The frequency of deficient variants of glucose-6-phosphate dehydrogenase (G6PDd) is particularly high in areas where malaria is endemic. The administration of anti relapse drugs, such as primaquine, has the potential to trigger an oxidative event in G6PD-deficient individuals. According to Honduras´ national scheme, malaria treatment requires the administration of chloroquine and primaquine for both Plasmodium vivax and Plasmodium falciparum infections. The present study aimed at investigating for the first time in Honduras the frequency of the two most common G6PDd variants.
This was a descriptive study utilizing 398 archival DNA samples of patients that had been diagnosed with malaria due to P. vivax, P. falciparum, or both. The most common allelic variants of G6PD: G6PD A+376G and G6PD A−376G/202A were assessed by two molecular methods (PCR–RFLP and a commercial kit).
The overall frequency of G6PD deficient genotypes was 16.08%. The frequency of the “African” genotype A− (Class III) was 11.9% (4.1% A− hemizygous males; 1.5% homozygous A− females; and 6.3% heterozygous A− females).
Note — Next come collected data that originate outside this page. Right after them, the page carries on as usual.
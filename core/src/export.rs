/*
    family-playlist-export | Rust CLI tool to export family playlists with Qobuz links.
    Copyright (C) 2025  The family-playlist-export contributors

    This program is free software: you can redistribute it and/or modify
    it under the terms of the GNU Affero General Public License as published
    by the Free Software Foundation, either version 3 of the License, or
    (at your option) any later version.

    This program is distributed in the hope that it will be useful,
    but WITHOUT ANY WARRANTY; without even the implied warranty of
    MERCHANTABILITY or FITNESS FOR A PARTICULAR PURPOSE.  See the
    GNU Affero General Public License for more details.

    You should have received a copy of the GNU Affero General Public License
    along with this program.  If not, see <https://www.gnu.org/licenses/>.
*/

use crate::auth::AuthError;
use crate::config::ConfigError;
use crate::models::{PlaylistRef, TrackPage, TrackRecord};
use async_trait::async_trait;
use futures::stream::{self, Stream, TryStreamExt};
use log::{debug, info};
use thiserror::Error;

#[derive(Error, Debug)]
pub enum ExportError {
    #[error(transparent)]
    Config(#[from] ConfigError),
    #[error(transparent)]
    Auth(#[from] AuthError),
    #[error("Spotify API error: {0}")]
    Spotify(#[from] rspotify::ClientError),
    #[error("Invalid Playlist ID: {0}")]
    InvalidPlaylistId(String),
    #[error("Upstream error: {0}")]
    Upstream(String),
    #[error("Failed to write CSV: {0}")]
    Csv(#[from] csv::Error),
    #[error("I/O error: {0}")]
    Io(#[from] std::io::Error),
}

/// Read access to one user's playlists.
#[async_trait]
pub trait PlaylistSource: Send + Sync {
    /// Name shown in progress messages. Not exported.
    async fn display_name(&self) -> Result<String, ExportError>;

    /// First page of the user's playlists.
    async fn playlists(&self) -> Result<Vec<PlaylistRef>, ExportError>;

    /// Page of playlist items starting at `offset`.
    async fn playlist_tracks(&self, playlist_id: &str, offset: u32)
        -> Result<TrackPage, ExportError>;
}

/// Lazily walks the pages of a playlist, yielding one batch of records per page.
///
/// Null track references are dropped. The stream ends after the first page
/// without a `next` offset.
pub fn track_pages<'a, S>(
    source: &'a S,
    username: &'a str,
    playlist: &'a PlaylistRef,
) -> impl Stream<Item = Result<Vec<TrackRecord>, ExportError>> + 'a
where
    S: PlaylistSource + ?Sized,
{
    stream::try_unfold(Some(0u32), move |cursor| async move {
        let offset = match cursor {
            Some(offset) => offset,
            None => return Ok::<_, ExportError>(None),
        };

        let page = source.playlist_tracks(&playlist.id, offset).await?;
        debug!(
            "Playlist '{}' offset {}: {} items, next {:?}",
            playlist.name,
            offset,
            page.items.len(),
            page.next
        );

        let batch: Vec<TrackRecord> = page
            .items
            .into_iter()
            .flatten()
            .map(|track| TrackRecord::new(username, &playlist.name, track))
            .collect();

        Ok(Some((batch, page.next)))
    })
}

/// Exports every track of every playlist on the user's first playlist page.
///
/// Records are returned in traversal order: playlist listing order, then page
/// order, then in-page order.
pub async fn export_for_user<S>(source: &S, username: &str) -> Result<Vec<TrackRecord>, ExportError>
where
    S: PlaylistSource + ?Sized,
{
    let display_name = source.display_name().await?;
    info!("Exporting playlists for {} ({})", display_name, username);

    let playlists = source.playlists().await?;
    info!("{} playlists found for {}", playlists.len(), username);

    let mut records = Vec::new();
    for playlist in &playlists {
        info!("Fetching tracks from playlist: {}", playlist.name);

        let mut pages = std::pin::pin!(track_pages(source, username, playlist));
        while let Some(batch) = pages.try_next().await? {
            records.extend(batch);
        }
    }

    info!("{} tracks exported for {}", records.len(), username);
    Ok(records)
}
A high frequency of G6PDd alleles was observed in samples from malaria patients residing in endemic regions of Northern Honduras. One case of Santamaria mutation (376G/542T) was detected.
Compared to other studies in the Americas, as well as to data from predictive models, the present study identified a higher-than expected frequency of genotype A− in Honduras. Considering that the national standard of malaria treatment in the country includes primaquine, further research is necessary to ascertain the risk of PQ-triggered haemolytic reactions in sectors of the population more likely to carry G6PD mutations. Additionally, consideration should be given to utilizing point of care technologies to detect this genetic disorder prior administration of 8-aminoquinoline drugs, either primaquine or any new drug available in the near future.